L'esprit de la comédie

Après avoir acquis une notoriété médiatique par ses positions anarchisantes et ses travaux sur les drogues, dans les années 1990, sa production se limita surtout à des articles et conférences, réunis dans L'esprit de la comédie (1992) et Portrait du libertin (1998)[54]. L'esprit de la comédie — Prix Anagrama de l'essai 1992 — revient à la sociologie du pouvoir politique abordée dans Majestés, crimes et victimes, en se centrant toutefois sur l'exécutif. Molière et, avant lui, la Rhétorique d'Aristote définissent la comédie comme la représentation où le héros tragique et le chœur cèdent la place à trois figures récurrentes : l'imposteur, le bouffon et le magnat. À partir de leurs variantes pratiques, Escohotado s'intéresse à la classe politique apparue avec la transition démocratique, qu'il répartit en deux volets.

Le premier traite de la peur en tant que passion individuelle et sociale, distinguant la peur de la douleur par échantillonnage. Après un passage sur Hobbes et Thomas Jefferson, entre autres, il introduit la pensée des frères Friedrich Georg et Ernst Jünger, dont la méditation sur la technique précède celle de Heidegger.

Le second se penche sur la classe politique en tant qu'état ou caste, explorant les horizons de la démocratie parlementaire et l'une de ses alternatives, la démocratie directe, avec une attention spéciale au terrorisme, boucle d'auto-renforcement perpétuel, et lui oppose l'hypothèse d'un cercle vertueux.
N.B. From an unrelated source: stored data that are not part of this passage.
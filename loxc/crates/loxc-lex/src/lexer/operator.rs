//! Operator and punctuation lexing.

use crate::token::{Token, TokenKind};
use crate::Lexer;

impl<'a> Lexer<'a> {
    /// Lexes a one-character token.
    pub(crate) fn lex_single(&mut self, kind: TokenKind) -> Token {
        self.cursor.advance();
        Token::new(kind, self.lexeme(), self.cursor.line())
    }

    /// Lexes `single`, or `with_equals` when the next character is `=`.
    ///
    /// Used for `!`, `=`, `<` and `>`. Longest match wins, so `==` is one
    /// token and `===` is `==` followed by `=`.
    pub(crate) fn lex_with_equals(&mut self, single: TokenKind, with_equals: TokenKind) -> Token {
        let kind = if self.cursor.matches_next('=') {
            self.cursor.advance();
            with_equals
        } else {
            single
        };
        self.cursor.advance();
        Token::new(kind, self.lexeme(), self.cursor.line())
    }
}
//! loxc-lex - Lexical Analyzer for the Lox Programming Language
//!
//! This crate turns Lox source text into a flat sequence of classified
//! tokens. Scanning never stops at a malformed lexeme: the problem is
//! reported to a [`loxc_util::Handler`] and the scanner moves on, so a single
//! pass finds every lexical error.
//!
//! # Example Usage
//!
//! ```
//! use loxc_util::Handler;
//! use loxc_lex::{Lexer, TokenKind};
//!
//! let source = "print 1 + 2;";
//! let mut handler = Handler::new();
//! let mut lexer = Lexer::new(source, &mut handler);
//!
//! // Get tokens one at a time
//! assert_eq!(lexer.next_token().kind(), TokenKind::Print);
//!
//! // Or iterate through the rest (the iterator stops before EOF)
//! let rest: Vec<_> = lexer.map(|t| t.lexeme().to_string()).collect();
//! assert_eq!(rest, vec!["1", "+", "2", ";"]);
//! ```
//!
//! Or scan everything at once and collect the errors:
//!
//! ```
//! use loxc_lex::{scan, LexerConfig};
//!
//! let output = scan("var s = \"open", LexerConfig::default());
//! assert!(output.had_errors());
//! assert_eq!(output.tokens.len(), 4); // var s = EOF
//! assert_eq!(
//!     output.diagnostics[0].to_string(),
//!     "[line 1] Error: Unterminated string."
//! );
//! ```
//!
//! # Module Structure
//!
//! - [`token`] - Token kinds, the keyword table and tokens
//! - [`lexer`] - Main lexer implementation
//! - [`cursor`] - Character cursor for source traversal
//! - [`unicode`] - Identifier character classes
//! - [`error`] - Lexical error kinds
//! - [`config`] - Lexer options
//!
//! # Token Categories
//!
//! ## Keywords
//!
//! `and`, `class`, `else`, `false`, `for`, `fun`, `if`, `nil`, `or`,
//! `print`, `return`, `super`, `this`, `true`, `var`, `while`
//!
//! ## Literals
//!
//! - **Number**: `42`, `3.14` (always a double, rendered as `42.0`, `3.14`)
//! - **String**: `"hello"` (no escapes, may span lines)
//! - **Identifier**: `name`, `_tmp`, `café`, and with Unicode identifiers
//!   enabled, `😀` or `price€`
//!
//! ## Operators and punctuation
//!
//! `( ) { } , . - + ; * /` and `! != = == < <= > >=`
//!
//! ## Special
//!
//! - **EOF**: End of input marker, always the last token

#![warn(missing_docs)]
#![warn(rustdoc::missing_crate_level_docs)]

pub mod config;
pub mod cursor;
pub mod error;
pub mod lexer;
pub mod token;
pub mod unicode;

#[cfg(test)]
mod edge_cases;
#[cfg(test)]
mod properties;

use loxc_util::{Diagnostic, Handler};

// Re-export main types for convenience
pub use config::LexerConfig;
pub use cursor::Cursor;
pub use error::LexError;
pub use lexer::{format_number_literal, Lexer};
pub use token::{KeywordTable, Token, TokenKind};

/// Everything one scan produced.
#[derive(Clone, Debug, Default)]
pub struct ScanOutput {
    /// Tokens in source order, ending with `Eof`.
    pub tokens: Vec<Token>,
    /// Lexical errors in the order they were found.
    pub diagnostics: Vec<Diagnostic>,
}

impl ScanOutput {
    /// Returns true if any lexical error was found.
    pub fn had_errors(&self) -> bool {
        !self.diagnostics.is_empty()
    }
}

/// Scans `source` to completion with a fresh handler.
pub fn scan(source: &str, config: LexerConfig) -> ScanOutput {
    let mut handler = Handler::new();
    let tokens = Lexer::with_config(source, &mut handler, config).tokenize();
    ScanOutput {
        tokens,
        diagnostics: handler.take_diagnostics(),
    }
}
Il s'interroge, par exemple, sur la taille de population nécessaire pour qu'un groupe réclame l'autodétermination, illustré par le Pays basque[55].

Portrait du libertin

Ici, Escohotado réunit divers écrits qui ébauchent collectivement une théorie contemporaine de la santé, considérant notre nature inséparablement pensée et corps (« le corporel est animé et l'animé corporel »). Il propose d'« accepter la corporéité comme l'immédiateté de l'esprit, et de considérer que cette acceptation est un moyen de reconsidérer la beauté au quotidien »[56].

Le premier essai se consacre à l'anonyme victorien My Secret Life — dont il avait, des années plus tôt, traduit et préfacé une version abrégée (2 vol. sur 12)[57] —, auquel Jaime Gil de Biedma attribuait « le compte-rendu le plus étendu et détaillé jamais écrit de la vie érotique d'un homme hétérosexuel », décrivant en détail quelque deux mille femmes. Il reprend des sujets de Catins et épouses : les multiples façons de vivre l'amour charnel, la domination, la luxure, la jalousie... et compare le mariage à la prostitution, bien que l'un soit validé par la loi et la morale, et l'autre repoussé dans la clandestinité, soutenant qu'ils sont réciproquement nécessaires.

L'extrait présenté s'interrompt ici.